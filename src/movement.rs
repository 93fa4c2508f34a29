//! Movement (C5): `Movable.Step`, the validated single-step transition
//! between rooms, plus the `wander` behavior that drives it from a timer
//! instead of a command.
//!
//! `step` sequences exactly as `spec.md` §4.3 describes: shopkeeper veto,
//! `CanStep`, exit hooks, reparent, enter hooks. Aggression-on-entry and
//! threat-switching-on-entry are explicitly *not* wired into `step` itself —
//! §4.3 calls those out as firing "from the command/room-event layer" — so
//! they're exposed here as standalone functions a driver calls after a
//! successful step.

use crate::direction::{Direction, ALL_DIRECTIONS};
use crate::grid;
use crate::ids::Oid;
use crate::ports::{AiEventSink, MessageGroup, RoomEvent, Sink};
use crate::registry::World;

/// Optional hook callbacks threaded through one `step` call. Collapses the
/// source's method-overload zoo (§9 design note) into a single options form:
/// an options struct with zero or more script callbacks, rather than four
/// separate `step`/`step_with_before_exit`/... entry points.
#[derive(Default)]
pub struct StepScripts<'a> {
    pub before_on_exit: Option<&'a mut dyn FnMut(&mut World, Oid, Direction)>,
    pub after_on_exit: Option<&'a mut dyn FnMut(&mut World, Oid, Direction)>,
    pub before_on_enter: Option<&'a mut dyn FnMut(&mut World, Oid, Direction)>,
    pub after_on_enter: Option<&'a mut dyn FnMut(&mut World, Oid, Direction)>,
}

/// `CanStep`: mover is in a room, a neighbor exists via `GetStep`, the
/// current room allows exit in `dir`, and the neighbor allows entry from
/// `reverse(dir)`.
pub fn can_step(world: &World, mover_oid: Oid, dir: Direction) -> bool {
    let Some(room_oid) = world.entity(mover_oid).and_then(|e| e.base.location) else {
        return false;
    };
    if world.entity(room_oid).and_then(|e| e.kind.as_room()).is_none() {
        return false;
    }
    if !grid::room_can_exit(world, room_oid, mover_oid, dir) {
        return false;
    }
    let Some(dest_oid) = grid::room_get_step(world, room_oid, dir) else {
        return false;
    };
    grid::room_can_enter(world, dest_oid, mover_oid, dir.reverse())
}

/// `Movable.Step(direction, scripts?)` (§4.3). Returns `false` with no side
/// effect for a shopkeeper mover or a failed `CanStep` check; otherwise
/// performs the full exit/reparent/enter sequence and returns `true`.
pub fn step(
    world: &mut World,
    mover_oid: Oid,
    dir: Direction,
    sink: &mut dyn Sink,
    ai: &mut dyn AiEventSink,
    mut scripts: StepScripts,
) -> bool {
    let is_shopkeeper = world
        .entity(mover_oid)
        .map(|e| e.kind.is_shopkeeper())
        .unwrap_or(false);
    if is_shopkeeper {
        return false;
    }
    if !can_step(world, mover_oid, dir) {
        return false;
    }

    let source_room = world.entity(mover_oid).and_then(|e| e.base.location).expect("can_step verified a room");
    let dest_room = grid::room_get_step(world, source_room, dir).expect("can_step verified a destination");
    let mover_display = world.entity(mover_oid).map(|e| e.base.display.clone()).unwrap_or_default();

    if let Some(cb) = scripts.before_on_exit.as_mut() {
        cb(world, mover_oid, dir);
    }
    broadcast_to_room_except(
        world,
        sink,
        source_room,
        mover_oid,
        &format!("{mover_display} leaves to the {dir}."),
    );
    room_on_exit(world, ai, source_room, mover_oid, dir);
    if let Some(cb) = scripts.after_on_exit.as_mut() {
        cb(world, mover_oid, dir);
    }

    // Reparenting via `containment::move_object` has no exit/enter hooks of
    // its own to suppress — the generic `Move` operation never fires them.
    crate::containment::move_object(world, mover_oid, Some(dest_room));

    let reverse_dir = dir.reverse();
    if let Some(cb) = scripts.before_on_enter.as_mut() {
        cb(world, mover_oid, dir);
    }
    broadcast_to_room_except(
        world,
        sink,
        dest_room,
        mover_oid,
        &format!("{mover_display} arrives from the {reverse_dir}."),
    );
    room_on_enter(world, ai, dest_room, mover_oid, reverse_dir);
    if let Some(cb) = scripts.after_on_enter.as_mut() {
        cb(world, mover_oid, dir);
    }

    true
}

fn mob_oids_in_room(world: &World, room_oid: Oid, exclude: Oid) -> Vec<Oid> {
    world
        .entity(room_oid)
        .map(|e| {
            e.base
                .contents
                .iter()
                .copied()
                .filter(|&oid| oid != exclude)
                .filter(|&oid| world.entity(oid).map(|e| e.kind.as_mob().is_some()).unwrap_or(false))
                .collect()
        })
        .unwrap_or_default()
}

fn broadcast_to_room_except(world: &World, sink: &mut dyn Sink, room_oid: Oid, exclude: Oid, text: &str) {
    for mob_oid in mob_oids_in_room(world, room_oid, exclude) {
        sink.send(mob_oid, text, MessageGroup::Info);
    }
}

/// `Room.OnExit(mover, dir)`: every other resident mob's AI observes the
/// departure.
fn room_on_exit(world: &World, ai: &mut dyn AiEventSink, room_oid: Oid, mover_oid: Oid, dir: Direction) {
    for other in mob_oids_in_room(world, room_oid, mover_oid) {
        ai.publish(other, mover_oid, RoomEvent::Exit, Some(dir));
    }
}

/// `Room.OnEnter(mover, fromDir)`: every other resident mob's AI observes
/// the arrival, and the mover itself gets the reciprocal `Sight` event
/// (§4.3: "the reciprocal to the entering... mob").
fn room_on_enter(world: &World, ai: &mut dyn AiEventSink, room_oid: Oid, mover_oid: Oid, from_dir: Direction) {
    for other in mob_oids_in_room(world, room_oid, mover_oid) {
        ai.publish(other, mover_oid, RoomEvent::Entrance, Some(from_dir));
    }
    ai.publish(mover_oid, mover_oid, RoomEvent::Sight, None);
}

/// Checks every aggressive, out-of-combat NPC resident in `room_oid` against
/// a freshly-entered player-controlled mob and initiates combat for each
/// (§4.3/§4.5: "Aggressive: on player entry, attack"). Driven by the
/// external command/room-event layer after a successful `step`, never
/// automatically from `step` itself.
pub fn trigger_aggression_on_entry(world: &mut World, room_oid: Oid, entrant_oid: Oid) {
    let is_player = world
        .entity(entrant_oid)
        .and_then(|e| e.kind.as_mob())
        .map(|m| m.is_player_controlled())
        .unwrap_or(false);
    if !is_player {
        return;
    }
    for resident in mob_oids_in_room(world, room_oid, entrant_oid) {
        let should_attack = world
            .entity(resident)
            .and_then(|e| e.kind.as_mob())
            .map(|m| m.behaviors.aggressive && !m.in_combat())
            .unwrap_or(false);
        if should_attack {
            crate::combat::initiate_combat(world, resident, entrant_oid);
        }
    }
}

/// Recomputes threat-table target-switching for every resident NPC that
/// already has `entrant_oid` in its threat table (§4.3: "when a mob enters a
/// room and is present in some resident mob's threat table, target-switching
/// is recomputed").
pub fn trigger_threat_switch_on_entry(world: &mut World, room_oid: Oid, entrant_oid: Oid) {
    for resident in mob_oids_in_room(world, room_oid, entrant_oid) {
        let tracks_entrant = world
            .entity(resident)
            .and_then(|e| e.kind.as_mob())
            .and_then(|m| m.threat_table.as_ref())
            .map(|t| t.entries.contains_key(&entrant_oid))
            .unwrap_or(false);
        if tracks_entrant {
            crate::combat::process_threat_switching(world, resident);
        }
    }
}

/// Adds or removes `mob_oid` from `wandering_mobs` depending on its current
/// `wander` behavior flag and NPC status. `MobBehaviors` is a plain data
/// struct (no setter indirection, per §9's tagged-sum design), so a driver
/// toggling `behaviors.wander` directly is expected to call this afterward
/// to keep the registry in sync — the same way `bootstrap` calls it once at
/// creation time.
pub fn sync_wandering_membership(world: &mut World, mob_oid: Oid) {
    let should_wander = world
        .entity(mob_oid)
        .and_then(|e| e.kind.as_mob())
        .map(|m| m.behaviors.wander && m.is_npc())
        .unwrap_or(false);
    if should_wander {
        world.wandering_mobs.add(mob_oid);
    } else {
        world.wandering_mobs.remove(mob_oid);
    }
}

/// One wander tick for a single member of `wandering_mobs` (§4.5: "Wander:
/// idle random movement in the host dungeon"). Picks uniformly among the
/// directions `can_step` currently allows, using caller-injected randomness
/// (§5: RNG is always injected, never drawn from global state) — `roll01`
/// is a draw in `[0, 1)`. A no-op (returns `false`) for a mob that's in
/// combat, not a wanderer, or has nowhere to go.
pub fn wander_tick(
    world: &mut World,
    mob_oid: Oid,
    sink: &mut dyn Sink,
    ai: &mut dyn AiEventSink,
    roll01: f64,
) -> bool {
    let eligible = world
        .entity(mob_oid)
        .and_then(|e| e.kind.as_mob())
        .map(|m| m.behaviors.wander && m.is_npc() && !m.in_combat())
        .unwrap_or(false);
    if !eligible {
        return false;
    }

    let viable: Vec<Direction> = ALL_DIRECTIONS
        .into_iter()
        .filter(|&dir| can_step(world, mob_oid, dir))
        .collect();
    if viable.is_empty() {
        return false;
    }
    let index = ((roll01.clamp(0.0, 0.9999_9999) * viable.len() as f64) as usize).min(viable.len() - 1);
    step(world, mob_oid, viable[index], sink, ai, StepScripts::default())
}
□ □ □ □
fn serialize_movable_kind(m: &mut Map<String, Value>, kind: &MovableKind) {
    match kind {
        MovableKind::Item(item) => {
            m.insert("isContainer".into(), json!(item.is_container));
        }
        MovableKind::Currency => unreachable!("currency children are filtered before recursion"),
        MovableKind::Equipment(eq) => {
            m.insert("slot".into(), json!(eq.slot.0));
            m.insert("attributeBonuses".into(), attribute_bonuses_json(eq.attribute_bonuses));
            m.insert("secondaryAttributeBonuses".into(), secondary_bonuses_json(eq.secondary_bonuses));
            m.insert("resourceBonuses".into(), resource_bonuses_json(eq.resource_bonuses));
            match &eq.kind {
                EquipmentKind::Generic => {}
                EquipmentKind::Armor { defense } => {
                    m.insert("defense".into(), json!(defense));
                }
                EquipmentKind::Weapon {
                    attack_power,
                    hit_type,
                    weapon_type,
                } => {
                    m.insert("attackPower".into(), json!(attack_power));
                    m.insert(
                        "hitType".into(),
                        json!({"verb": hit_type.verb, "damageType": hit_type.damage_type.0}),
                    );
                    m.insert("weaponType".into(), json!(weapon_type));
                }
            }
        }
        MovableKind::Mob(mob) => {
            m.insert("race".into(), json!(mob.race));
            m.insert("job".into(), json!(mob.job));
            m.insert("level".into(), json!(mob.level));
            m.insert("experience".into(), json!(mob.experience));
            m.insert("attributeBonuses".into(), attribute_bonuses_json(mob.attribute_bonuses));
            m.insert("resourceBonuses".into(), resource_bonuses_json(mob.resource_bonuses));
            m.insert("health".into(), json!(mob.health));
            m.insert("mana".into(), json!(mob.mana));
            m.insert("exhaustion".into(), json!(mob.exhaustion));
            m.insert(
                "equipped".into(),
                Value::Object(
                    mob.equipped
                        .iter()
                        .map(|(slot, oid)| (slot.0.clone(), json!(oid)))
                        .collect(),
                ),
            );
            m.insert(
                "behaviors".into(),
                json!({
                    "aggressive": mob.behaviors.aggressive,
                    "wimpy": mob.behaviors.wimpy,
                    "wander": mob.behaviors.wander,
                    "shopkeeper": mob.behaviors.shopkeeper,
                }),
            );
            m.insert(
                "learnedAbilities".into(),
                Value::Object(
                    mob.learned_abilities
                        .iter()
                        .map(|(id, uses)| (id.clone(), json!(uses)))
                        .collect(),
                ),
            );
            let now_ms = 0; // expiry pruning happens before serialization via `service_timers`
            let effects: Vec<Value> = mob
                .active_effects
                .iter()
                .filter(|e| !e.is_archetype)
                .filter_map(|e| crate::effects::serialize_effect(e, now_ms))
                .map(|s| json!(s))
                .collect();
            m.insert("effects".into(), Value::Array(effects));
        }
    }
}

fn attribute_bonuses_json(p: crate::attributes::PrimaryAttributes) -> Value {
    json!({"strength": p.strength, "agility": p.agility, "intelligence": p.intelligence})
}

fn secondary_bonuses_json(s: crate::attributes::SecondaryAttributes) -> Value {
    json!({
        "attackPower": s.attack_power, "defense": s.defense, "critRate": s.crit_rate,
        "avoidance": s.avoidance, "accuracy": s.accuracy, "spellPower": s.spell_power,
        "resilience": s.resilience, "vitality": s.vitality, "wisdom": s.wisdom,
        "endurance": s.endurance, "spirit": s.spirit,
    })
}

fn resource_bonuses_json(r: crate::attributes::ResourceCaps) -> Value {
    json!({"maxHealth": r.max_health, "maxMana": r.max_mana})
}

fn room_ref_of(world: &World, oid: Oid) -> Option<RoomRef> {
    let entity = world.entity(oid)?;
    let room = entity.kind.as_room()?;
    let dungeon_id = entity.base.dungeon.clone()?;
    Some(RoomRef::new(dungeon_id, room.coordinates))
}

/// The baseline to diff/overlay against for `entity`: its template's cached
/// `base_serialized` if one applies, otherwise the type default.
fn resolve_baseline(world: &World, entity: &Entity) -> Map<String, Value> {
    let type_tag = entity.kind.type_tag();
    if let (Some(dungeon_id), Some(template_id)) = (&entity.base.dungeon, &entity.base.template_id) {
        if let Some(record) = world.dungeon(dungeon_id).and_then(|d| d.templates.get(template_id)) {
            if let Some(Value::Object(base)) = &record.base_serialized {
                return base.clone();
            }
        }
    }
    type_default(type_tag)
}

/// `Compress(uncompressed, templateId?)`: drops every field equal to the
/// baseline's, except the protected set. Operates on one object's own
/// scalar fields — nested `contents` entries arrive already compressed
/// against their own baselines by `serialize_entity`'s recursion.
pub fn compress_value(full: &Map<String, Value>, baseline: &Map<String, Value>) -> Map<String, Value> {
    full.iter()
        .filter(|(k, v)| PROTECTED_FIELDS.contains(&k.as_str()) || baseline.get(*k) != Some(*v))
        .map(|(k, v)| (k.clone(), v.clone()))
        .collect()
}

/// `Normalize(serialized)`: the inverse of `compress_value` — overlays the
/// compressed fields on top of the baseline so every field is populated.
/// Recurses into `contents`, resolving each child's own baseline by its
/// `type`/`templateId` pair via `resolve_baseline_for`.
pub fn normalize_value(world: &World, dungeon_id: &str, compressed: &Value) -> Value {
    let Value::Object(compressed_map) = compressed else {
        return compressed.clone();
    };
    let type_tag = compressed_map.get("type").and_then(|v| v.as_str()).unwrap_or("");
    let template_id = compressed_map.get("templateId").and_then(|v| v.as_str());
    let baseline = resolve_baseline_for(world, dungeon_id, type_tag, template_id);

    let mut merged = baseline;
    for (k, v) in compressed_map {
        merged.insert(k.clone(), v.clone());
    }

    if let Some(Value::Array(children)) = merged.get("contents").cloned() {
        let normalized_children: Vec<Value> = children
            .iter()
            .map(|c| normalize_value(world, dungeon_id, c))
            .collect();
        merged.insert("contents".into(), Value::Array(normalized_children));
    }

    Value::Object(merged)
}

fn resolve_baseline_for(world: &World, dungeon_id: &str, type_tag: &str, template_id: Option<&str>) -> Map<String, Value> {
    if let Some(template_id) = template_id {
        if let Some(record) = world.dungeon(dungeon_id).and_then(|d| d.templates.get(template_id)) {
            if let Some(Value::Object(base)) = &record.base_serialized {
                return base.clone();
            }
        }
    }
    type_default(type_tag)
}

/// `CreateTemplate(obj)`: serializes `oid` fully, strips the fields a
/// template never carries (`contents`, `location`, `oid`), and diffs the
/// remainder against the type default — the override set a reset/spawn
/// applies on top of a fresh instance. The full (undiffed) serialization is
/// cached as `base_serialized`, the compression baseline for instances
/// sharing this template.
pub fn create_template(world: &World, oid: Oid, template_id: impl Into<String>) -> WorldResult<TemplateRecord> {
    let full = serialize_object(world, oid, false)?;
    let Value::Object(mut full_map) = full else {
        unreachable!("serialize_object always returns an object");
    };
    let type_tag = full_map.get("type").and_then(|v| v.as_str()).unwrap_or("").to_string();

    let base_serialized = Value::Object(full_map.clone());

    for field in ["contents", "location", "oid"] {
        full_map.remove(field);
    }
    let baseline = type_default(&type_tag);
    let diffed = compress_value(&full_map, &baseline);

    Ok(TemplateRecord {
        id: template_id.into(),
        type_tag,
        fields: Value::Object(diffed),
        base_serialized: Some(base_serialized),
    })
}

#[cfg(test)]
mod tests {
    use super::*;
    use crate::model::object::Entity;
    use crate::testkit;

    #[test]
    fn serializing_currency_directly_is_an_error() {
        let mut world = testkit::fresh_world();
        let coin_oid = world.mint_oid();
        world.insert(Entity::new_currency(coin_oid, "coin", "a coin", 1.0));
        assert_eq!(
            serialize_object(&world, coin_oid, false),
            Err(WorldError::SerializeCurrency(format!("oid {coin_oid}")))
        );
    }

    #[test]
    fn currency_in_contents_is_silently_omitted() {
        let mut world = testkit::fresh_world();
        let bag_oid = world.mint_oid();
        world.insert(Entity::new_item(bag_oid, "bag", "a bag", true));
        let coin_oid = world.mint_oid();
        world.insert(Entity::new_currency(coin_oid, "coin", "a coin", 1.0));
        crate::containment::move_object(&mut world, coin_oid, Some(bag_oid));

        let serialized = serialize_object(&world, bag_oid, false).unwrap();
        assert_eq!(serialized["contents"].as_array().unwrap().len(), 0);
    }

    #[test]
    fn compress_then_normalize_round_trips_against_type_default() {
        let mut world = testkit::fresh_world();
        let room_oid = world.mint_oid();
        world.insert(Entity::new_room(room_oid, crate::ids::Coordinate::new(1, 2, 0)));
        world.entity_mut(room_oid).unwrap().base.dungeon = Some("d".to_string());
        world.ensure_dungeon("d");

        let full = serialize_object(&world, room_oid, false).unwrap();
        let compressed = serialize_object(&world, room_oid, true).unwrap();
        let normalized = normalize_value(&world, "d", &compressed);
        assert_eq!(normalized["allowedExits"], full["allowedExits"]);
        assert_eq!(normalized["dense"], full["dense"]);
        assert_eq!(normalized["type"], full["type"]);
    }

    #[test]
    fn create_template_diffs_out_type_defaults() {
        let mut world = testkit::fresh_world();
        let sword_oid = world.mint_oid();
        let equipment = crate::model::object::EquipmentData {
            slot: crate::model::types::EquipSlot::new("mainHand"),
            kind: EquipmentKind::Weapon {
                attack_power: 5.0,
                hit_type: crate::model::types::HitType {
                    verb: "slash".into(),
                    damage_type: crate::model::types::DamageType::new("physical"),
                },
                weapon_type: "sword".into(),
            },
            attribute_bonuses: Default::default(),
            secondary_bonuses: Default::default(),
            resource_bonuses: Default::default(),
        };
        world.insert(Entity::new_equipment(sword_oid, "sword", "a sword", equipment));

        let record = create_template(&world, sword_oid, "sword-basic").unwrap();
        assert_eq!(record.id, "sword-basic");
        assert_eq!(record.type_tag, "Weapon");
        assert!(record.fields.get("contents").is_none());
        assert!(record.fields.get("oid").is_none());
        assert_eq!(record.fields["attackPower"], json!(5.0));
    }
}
□ □ □ □
- [AIM OF THE EXERCISE]: In the listing above, start at the line with "the fields a", go on through the line with "let full = serialize_object(world, oid, false)?;", and copy each of those lines exactly; leave out all the rest.

- [SOLUTION FOR THIS TASK]:
/// `CreateTemplate(obj)`: serializes `oid` fully, strips the fields a
/// template never carries (`contents`, `location`, `oid`), and diffs the
/// remainder against the type default — the override set a reset/spawn
/// applies on top of a fresh instance. The full (undiffed) serialization is
/// cached as `base_serialized`, the compression baseline for instances
/// sharing this template.
pub fn create_template(world: &World, oid: Oid, template_id: impl Into<String>) -> WorldResult<TemplateRecord> {
    let full = serialize_object(world, oid, false)?;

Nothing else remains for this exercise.